Geo-redundancy is a disaster recovery practice that backs up data in geographically distributed data centers. This approach safeguards against incidents and guarantees business continuity. For database systems, there are mainly two ways to be geo-redundant: cold (offline) backup and hot (online) backup. Cold backup is more widely used because it’s cheaper and has less impact on online performance.
However, it’s not easy to build a cost-effective, scalable cold backup solution. There can be challenges in scalability, operations, and costs. In this article, I will offer a solution to these challenges: geo-redundancy backup with cloud storage service.
Challenges of geo-redundancy cold backup
First, let’s look at the limitations of the most commonly used cold backup solutions.
Database built-in backup capabilities
Databases are usually shipped with cold backup capabilities. They either provide tools to dump data into your local storage or to upload data to remote storage services. For databases, geo-redundancy backup is not much different from single destination backup. You simply add more remote storage destinations.
Traditional cold backup with databases
However, dumping data during backup can use a lot of bandwidth. More the destinations you specify, the more bandwidth you consume. This may significantly impact database performance. In the worst case, dumping data may exhaust most of the bandwidth, and the database stops to respond to queries. Therefore, geo-redundancy using built-in database features is probably not a scalable solution.

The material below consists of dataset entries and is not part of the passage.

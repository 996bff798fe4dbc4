//! # Response Header Assembly
//!
//! Renders the header values the decision logic produces: the entity tag,
//! the cache-control directives for the delivery mode, and the standard
//! content metadata. Handlers call these helpers instead of assembling
//! header strings inline, so every route emits the same header shapes.

use axum::http::header::{
    HeaderMap, HeaderValue, CACHE_CONTROL, CONTENT_DISPOSITION, CONTENT_LENGTH, CONTENT_TYPE, ETAG,
    LAST_MODIFIED,
};

use ambry_cache::DirectiveSet;
use ambry_core::{ContentFingerprint, Timestamp};

use crate::error::AppError;

/// Build the caching header set for a delivery response: `ETag`,
/// `Cache-Control`, and `Last-Modified`. Emitted on both full and
/// not-modified responses so caches can refresh their stored metadata.
pub fn caching_headers(
    fingerprint: &ContentFingerprint,
    directives: &DirectiveSet,
    last_modified: Timestamp,
) -> Result<HeaderMap, AppError> {
    let mut headers = HeaderMap::new();
    headers.insert(ETAG, header_value(&fingerprint.entity_tag())?);
    headers.insert(CACHE_CONTROL, header_value(&directives.cache_control())?);
    headers.insert(LAST_MODIFIED, header_value(&last_modified.to_http_date())?);
    Ok(headers)
}

/// Attach content metadata to a response: `Content-Type`, an inline
/// `Content-Disposition` when a filename is known, and `Content-Length`
/// when the caller supplies one (HEAD responses carry it without a body).
pub fn attach_content_meta(
    headers: &mut HeaderMap,
    media_type: &str,
    filename: Option<&str>,
    content_length: Option<u64>,
) -> Result<(), AppError> {
    headers.insert(CONTENT_TYPE, header_value(media_type)?);
    if let Some(name) = filename {
        let disposition = format!("inline; filename=\"{}\"", sanitize_filename(name));
        headers.insert(CONTENT_DISPOSITION, header_value(&disposition)?);
    }
    if let Some(len) = content_length {
        headers.insert(CONTENT_LENGTH, header_value(&len.to_string())?);
    }
    Ok(())
}

/// Strip characters that would break the quoted-string filename parameter.
fn sanitize_filename(name: &str) -> String {
    name.chars()
        .map(|c| {
            if c == '"' || c == '\\' || c.is_control() {
                '_'
            } else {
                c
            }
        })
        .collect()
}

fn header_value(value: &str) -> Result<HeaderValue, AppError> {
    HeaderValue::from_str(value)
        .map_err(|e| AppError::Internal(format!("unencodable header value: {e}")))
}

Database geo-redundancy + a message queue
Using a message queue (MQ) can solve this bandwidth issue. MQ is a mechanism for asynchronous interprocess communication and is widely accepted as a solution for saving bandwidth—especially when your network is constrained by concurrent data . You can put an MQ service between the database instance and the remote storage.
MQ lets you distribute data to multiple destinations to achieve geo-redundancy backup at scale. The impact on database performance will be the same as a single-destination backup. If the MQ reaches its performance bottleneck, you can add more instances to the chain.
Database geo-redundancy with MQ
The MQ solution sounds good, but there are other nuts to crack. Let’s look at the steps for geo-redundancy with the MQ solution:
- Break the target data into message queue payloads.
- Feed the data to the MQ instance.
- Read the data from the MQ instance.
- Compose the payload to logical backup data.
- Send the data to the remote storage service.
As you can see, you have to develop upstream and downstream data adapting components and host MQ instances. This adds to your operational and maintenance costs and requires extra domain expertise.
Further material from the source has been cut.